We will use the Sherman-Morrison-Woodbury matrix identity (Lemma 1) with \(A = I_n\), \(D = \begin{pmatrix} 1\dots 1; 0 \dots 0 \\ 0 \dots 0 ; 1 \dots 1 \end{pmatrix}\) (on the first line, there are \(n_1\) ones and \(n_2\) zeros), \(B = D^T\) and \(C = \begin{pmatrix} -a &{} -b \\ -c &{} -d \end{pmatrix}\). We can easily verify that \(BCD = -M\).

$$\begin{aligned} (I-M)^{-1}&= I_n - B(I + CDB)^{-1} CD \\&= I_n - B \begin{pmatrix} 1-n_1a &{} -n_2 b \\ -n_1c &{} 1-n_2d \\ \end{pmatrix}^{-1} CD \\&= I_n - B \dfrac{1}{(1-n_1a)(1-n_2d) - n_1n_2 bc }\begin{pmatrix} 1-n_2d &{} n_2 b \\ n_1c &{} 1-n_1a \\ \end{pmatrix} CD \\&= I_n - \dfrac{1}{K} B \begin{pmatrix} -a + n_2(ad-bc) &{} -b \\ -c &{} -d + n_1(ad-bc) \end{pmatrix} D \\&= I_n - \dfrac{1}{K} \begin{pmatrix} \big (-a + n_2(ad-bc) \big ) J_{n_1} &{} -b J_{n_1 n_2} \\ -c J_{n_2 n_1} &{} \big ( -d + n_1(ad-bc) \big ) J_{n_2} \end{pmatrix}. \end{aligned}$$

   \(\square \)

1.2 A.2 Spectral Study of a Rank 2 Matrix

Lemma 3

(Schur’s determinant identity, [10]). Let AD and \(\begin{pmatrix} A &{} B \\ C &{} D \end{pmatrix}\) be squared matrices. If A is invertible, we have:

$$\det \begin{pmatrix} A &{} B \\ C &{} D \end{pmatrix} = \det ( A ) \det (D - CA^{-1}B).$$

Proof

Follows from the formula \(\begin{pmatrix} A &{} B \\ C &{} D \end{pmatrix} = \begin{pmatrix} A &{} 0 \\ C &{} I_q \end{pmatrix} \begin{pmatrix} I_p &{} A^{-1}B \\ 0 &{} D-CA^{-1}B \end{pmatrix}\).    \(\square \)

Lemma 4

(Matrix determinant lemma, [10]).
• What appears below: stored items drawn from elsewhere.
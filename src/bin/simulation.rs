//! Counter log simulation
//!
//! Writes a realistic `<root>/<date>/<line>/[<brick_type>/]<position>/<device>.txt`
//! tree for Brickline demos and soak tests:
//! - steady throughput with Gaussian noise at the entry stage
//! - per-boundary process loss (kiln boundaries lose more)
//! - line stoppages of 5-30 minutes
//! - occasional device counter resets (power cycles)
//! - a finished-goods grade table per line
//!
//! # Usage
//! ```bash
//! # One shift of DC1 and DC5, written at once
//! ./simulation --root logs --lines DC1,DC5 --hours 8
//!
//! # Append in (compressed) real time while `brickline run` tails the tree
//! ./simulation --root logs --lines DC1 --speed 60
//! ```

use anyhow::{Context, Result};
use chrono::{DateTime, Duration as ChronoDuration, NaiveDate, NaiveTime, TimeZone, Utc};
use clap::Parser;
use rand::prelude::*;
use rand_distr::{Distribution, Normal};
use std::collections::BTreeMap;
use std::fs::{self, File, OpenOptions};
use std::io::{BufWriter, Write};
use std::path::{Path, PathBuf};
use std::time::{Duration, Instant};
use tracing::info;

use brickline::acquisition::date_dir;
use brickline::aggregation::StageLayout;
use brickline::config::EngineConfig;
use brickline::pipeline::scheduler::local_today;

// ============================================================================
// Process Constants
// ============================================================================

/// Mean loss fraction at an ordinary stage boundary
const BASE_LOSS: f64 = 0.008;
/// Mean loss fraction when leaving a kiln entry stage
const KILN_LOSS: f64 = 0.02;
/// Stages whose outgoing boundary crosses a kiln
const KILN_ENTRY_STAGES: [&str; 3] = ["truoc-ln", "truoc-lo-xuong", "truoc-lo-men"];
/// Counters below this never reset (a reset of a tiny counter is indistinguishable from noise)
const MIN_COUNT_FOR_RESET: u64 = 100;
/// Grade shares of finished goods (the remainder is finishing loss)
const GRADE_SHARES: [(&str, f64); 3] = [("A1", 0.93), ("A2", 0.045), ("CL", 0.02)];

// ============================================================================
// CLI Arguments
// ============================================================================

#[derive(Parser, Debug)]
#[command(name = "brickline-simulation")]
#[command(about = "Synthetic counter logs for Brickline testing")]
#[command(version = "1.0")]
struct Args {
    /// Log tree root
    #[arg(short, long, default_value = "logs")]
    root: PathBuf,

    /// Production date (defaults to today)
    #[arg(short, long)]
    date: Option<NaiveDate>,

    /// Lines to simulate
    #[arg(short, long, value_delimiter = ',', default_value = "DC1")]
    lines: Vec<String>,

    /// Brick-type variants per line (none = single untyped flow)
    #[arg(long, value_delimiter = ',')]
    brick_types: Vec<String>,

    /// Shift start (UTC, HH:MM:SS)
    #[arg(long, default_value = "06:00:00")]
    start: NaiveTime,

    /// Simulated duration in hours (1-24)
    #[arg(short = 'H', long, default_value = "1", value_parser = clap::value_parser!(u32).range(1..=24))]
    hours: u32,

    /// Seconds between samples
    #[arg(long, default_value = "30", value_parser = clap::value_parser!(u64).range(1..=3600))]
    sample_secs: u64,

    /// Entry-stage throughput (units/hour per line)
    #[arg(long, default_value = "1200")]
    rate: f64,

    /// Relative standard deviation of per-sample throughput
    #[arg(long, default_value = "0.05")]
    noise: f64,

    /// Devices counting at each stage
    #[arg(long, default_value = "1", value_parser = clap::value_parser!(u32).range(1..=8))]
    devices_per_stage: u32,

    /// Probability per sample that a running line stops
    #[arg(long, default_value = "0.002")]
    stoppage_prob: f64,

    /// Probability per sample that a device counter resets to zero
    #[arg(long, default_value = "0.0005")]
    reset_prob: f64,

    /// Time compression for live appends (0 = write everything at once)
    #[arg(short, long, default_value = "0")]
    speed: u32,

    /// Random seed for reproducibility
    #[arg(long)]
    seed: Option<u64>,
}

// ============================================================================
// Simulation State
// ============================================================================

struct Device {
    id: String,
    path: PathBuf,
    writer: BufWriter<File>,
    count: u64,
    resets: u64,
}

impl Device {
    fn open(dir: &Path, id: String) -> Result<Self> {
        fs::create_dir_all(dir).with_context(|| format!("creating {}", dir.display()))?;
        let path = dir.join(format!("{id}.txt"));
        let file = OpenOptions::new()
            .create(true)
            .append(true)
            .open(&path)
            .with_context(|| format!("opening {}", path.display()))?;
        Ok(Self {
            id,
            path,
            writer: BufWriter::new(file),
            count: 0,
            resets: 0,
        })
    }

    fn record(&mut self, ts: DateTime<Utc>, units: u64, reset: bool) -> Result<()> {
        if reset && self.count >= MIN_COUNT_FOR_RESET {
            self.count = 0;
            self.resets += 1;
        }
        self.count += units;
        writeln!(self.writer, "[{}] Count: {}", ts.format("%Y-%m-%dT%H:%M:%S%.3fZ"), self.count)
            .with_context(|| format!("writing {}", self.path.display()))
    }
}

/// One product flow through a line's stages.
struct Flow {
    line: String,
    brick_type: Option<String>,
    /// Devices per stage, in stage order
    stages: Vec<(String, Vec<Device>)>,
    /// Units counted at each stage over the whole run
    stage_totals: Vec<u64>,
    /// Remaining stoppage (seconds)
    stopped_for: f64,
    stoppages: u64,
}

struct Simulation {
    rng: StdRng,
    flows: Vec<Flow>,
    sample_secs: f64,
    rate_per_flow: f64,
    noise: f64,
    stoppage_prob: f64,
    reset_prob: f64,
}

impl Simulation {
    fn new(args: &Args, config: &EngineConfig, day_dir: &Path) -> Result<Self> {
        let rng = match args.seed {
            Some(s) => StdRng::seed_from_u64(s),
            None => StdRng::from_entropy(),
        };

        let variants: Vec<Option<String>> = if args.brick_types.is_empty() {
            vec![None]
        } else {
            args.brick_types.iter().cloned().map(Some).collect()
        };

        let mut flows = Vec::new();
        for line in &args.lines {
            let layout = StageLayout::for_line(line, config);
            let mut next_device = 1u32;
            for variant in &variants {
                let base = match variant {
                    Some(bt) => day_dir.join(line).join(bt),
                    None => day_dir.join(line),
                };
                let mut stages = Vec::with_capacity(layout.stages.len());
                for position in &layout.stages {
                    let mut devices = Vec::new();
                    for _ in 0..args.devices_per_stage {
                        devices.push(Device::open(&base.join(position), format!("{position}-{next_device:02}"))?);
                        next_device += 1;
                    }
                    stages.push((position.clone(), devices));
                }
                flows.push(Flow {
                    line: line.clone(),
                    brick_type: variant.clone(),
                    stage_totals: vec![0; stages.len()],
                    stages,
                    stopped_for: 0.0,
                    stoppages: 0,
                });
            }
        }

        Ok(Self {
            rng,
            flows,
            sample_secs: args.sample_secs as f64,
            rate_per_flow: args.rate / variants.len() as f64,
            noise: args.noise.max(0.0),
            stoppage_prob: args.stoppage_prob.clamp(0.0, 1.0),
            reset_prob: args.reset_prob.clamp(0.0, 1.0),
        })
    }

    /// Advance every flow by one sample and append a line to every device log.
    fn step(&mut self, ts: DateTime<Utc>) -> Result<()> {
        let mean = self.rate_per_flow * self.sample_secs / 3600.0;
        let throughput = Normal::new(mean, (mean * self.noise).max(f64::EPSILON))?;

        for flow in &mut self.flows {
            let running = if flow.stopped_for > 0.0 {
                flow.stopped_for -= self.sample_secs;
                false
            } else if self.rng.gen_bool(self.stoppage_prob) {
                flow.stopped_for = self.rng.gen_range(300.0..1800.0);
                flow.stoppages += 1;
                info!(line = %flow.line, minutes = flow.stopped_for / 60.0, "Line stoppage");
                false
            } else {
                true
            };

            let mut units = if running {
                throughput.sample(&mut self.rng).round().max(0.0) as u64
            } else {
                0
            };

            let mut upstream: Option<String> = None;
            for (index, (position, devices)) in flow.stages.iter_mut().enumerate() {
                if let Some(from) = &upstream {
                    units -= boundary_loss(&mut self.rng, from, units);
                }
                upstream = Some(position.clone());
                flow.stage_totals[index] += units;

                let shares = split(&mut self.rng, units, devices.len());
                for (device, share) in devices.iter_mut().zip(shares) {
                    let reset = self.rng.gen_bool(self.reset_prob);
                    device.record(ts, share, reset)?;
                }
            }
        }
        Ok(())
    }

    fn flush(&mut self) -> Result<()> {
        for flow in &mut self.flows {
            for (_, devices) in &mut flow.stages {
                for device in devices {
                    device.writer.flush().with_context(|| format!("flushing {}", device.path.display()))?;
                }
            }
        }
        Ok(())
    }

    /// Write the finished-goods grade table of every line.
    fn write_classification(&mut self, day_dir: &Path, position: &str) -> Result<()> {
        let mut finished: BTreeMap<&str, u64> = BTreeMap::new();
        for flow in &self.flows {
            *finished.entry(flow.line.as_str()).or_default() += flow.stage_totals.last().copied().unwrap_or(0);
        }

        for (line, units) in finished {
            let grades: BTreeMap<&str, u64> = GRADE_SHARES
                .iter()
                .map(|(grade, share)| (*grade, (units as f64 * share).floor() as u64))
                .collect();
            let dir = day_dir.join(line).join(position);
            fs::create_dir_all(&dir).with_context(|| format!("creating {}", dir.display()))?;
            let path = dir.join("classification.json");
            fs::write(&path, serde_json::to_string_pretty(&grades)?)
                .with_context(|| format!("writing {}", path.display()))?;
            info!(line = %line, finished = units, graded = grades.values().sum::<u64>(), "Classification written");
        }
        Ok(())
    }
}

/// Units lost crossing the boundary out of `from_stage`.
fn boundary_loss(rng: &mut StdRng, from_stage: &str, units: u64) -> u64 {
    let mean = if KILN_ENTRY_STAGES.contains(&from_stage) {
        KILN_LOSS
    } else {
        BASE_LOSS
    };
    let fraction = Normal::new(mean, mean / 3.0)
        .map(|d| d.sample(rng))
        .unwrap_or(mean)
        .clamp(0.0, 0.2);
    ((units as f64 * fraction).round() as u64).min(units)
}

/// Split `units` randomly across `parts` devices.
fn split(rng: &mut StdRng, units: u64, parts: usize) -> Vec<u64> {
    let mut shares = vec![0u64; parts.max(1)];
    for _ in 0..units {
        let slot = rng.gen_range(0..shares.len());
        shares[slot] += 1;
    }
    shares
}

fn main() -> Result<()> {
    tracing_subscriber::fmt()
        .with_env_filter(
            tracing_subscriber::EnvFilter::try_from_default_env()
                .unwrap_or_else(|_| tracing_subscriber::EnvFilter::new("info")),
        )
        .with_target(false)
        .with_writer(std::io::stderr)
        .init();

    let args = Args::parse();
    let config = EngineConfig::load();
    let date = args.date.unwrap_or_else(local_today);
    let day_dir = date_dir(&args.root, date);

    let mut sim = Simulation::new(&args, &config, &day_dir)?;
    let samples = u64::from(args.hours) * 3600 / args.sample_secs;
    let start = Utc.from_utc_datetime(&date.and_time(args.start));
    let pause = (args.speed > 0).then(|| Duration::from_secs_f64(args.sample_secs as f64 / f64::from(args.speed)));

    info!(
        root = %day_dir.display(),
        lines = ?args.lines,
        flows = sim.flows.len(),
        samples,
        speed = args.speed,
        "Simulation start"
    );

    let started = Instant::now();
    for i in 0..samples {
        let tick = Instant::now();
        let ts = start + ChronoDuration::seconds((i * args.sample_secs) as i64);
        sim.step(ts)?;

        if let Some(pause) = pause {
            sim.flush()?;
            let elapsed = tick.elapsed();
            if elapsed < pause {
                std::thread::sleep(pause - elapsed);
            }
        }
    }
    sim.flush()?;
    sim.write_classification(&day_dir, &config.waste.classification_position)?;

    for flow in &sim.flows {
        let resets: u64 = flow.stages.iter().flat_map(|(_, d)| d).map(|d| d.resets).sum();
        let devices: Vec<&str> = flow.stages.iter().flat_map(|(_, d)| d).map(|d| d.id.as_str()).collect();
        info!(
            line = %flow.line,
            brick_type = flow.brick_type.as_deref().unwrap_or("-"),
            entry = flow.stage_totals.first().copied().unwrap_or(0),
            finished = flow.stage_totals.last().copied().unwrap_or(0),
            stoppages = flow.stoppages,
            resets,
            devices = devices.len(),
            "Flow summary"
        );
    }
    info!(elapsed_secs = started.elapsed().as_secs_f64(), "Simulation complete");
    Ok(())
}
For an invertible matrix A and two column vectors u and v, we have \(\det (A + uv^T)= (1+v^T A^{-1} u ) \det (A)\).

Lemma 5

Let \(\alpha \) and \(\beta \) be two constants. When \(M = \alpha I_n + \beta J\) where J is the \(n \times n\) matrix with all entries equal to one, we have \(\det M = \alpha ^{n-1}(\alpha + \beta n)\).

Proof

Suppose that \(\alpha \not =0\). Then with \(v^T = (1,\dots , 1)\) and \(u = \beta (1,\dots ,1)\) vectors of size \(1 \times n\), Lemma 4 gives us

$$\begin{aligned} \det M&= \det (\alpha I_n) \Big (1 + v^T (\alpha I_n)^{-1} u \Big ) \\&= \alpha ^n \Big (1+ \dfrac{\beta n}{\alpha } \Big ) \\&= \alpha ^{n-1}(\alpha + \beta n), \end{aligned}$$

which proves the lemma for \(\alpha \not =0\). To treat the case \(\alpha =0\), see that the function \(\alpha \in \mathbf {R}\mapsto \det (\alpha I_n + \beta J)\) is continuous (even analytic) [4], thus by continuous prolongation in \(\alpha =0\), the expression \(\alpha ^{n-1}(\alpha + \beta n)\) holds for any \(\alpha \in \mathbf {R}\).   \(\square \)

Proposition 2

Let \(M = \begin{pmatrix} aJ_{n_1} &{} b J_{n_1 n_2} \\ c J_{n_2 n_1} &{} d J_{n_2} \end{pmatrix}\) for some values abcd. The eigenvalues of M are:

  • 0 with multiplicity \(n_1 + n_2-2\);

  • \(\lambda _\pm = \dfrac{1}{2} \big (n_1a + n_2d \pm \sqrt{\varDelta } \big ) \) where \(\varDelta = (n_1a-n_2d)^2 + 4n_1 n_2 bc \).

Proof

The matrix being of rank 2 (except for some degenerate cases), the fact that 0 is an eigenvalue of multiplicity \(n_1+n_2-2\) is obvious. By an explicit computation of the characteristic polynomial of M, the two remaining eigenvalues will be given as roots of a polynomial of degree 2.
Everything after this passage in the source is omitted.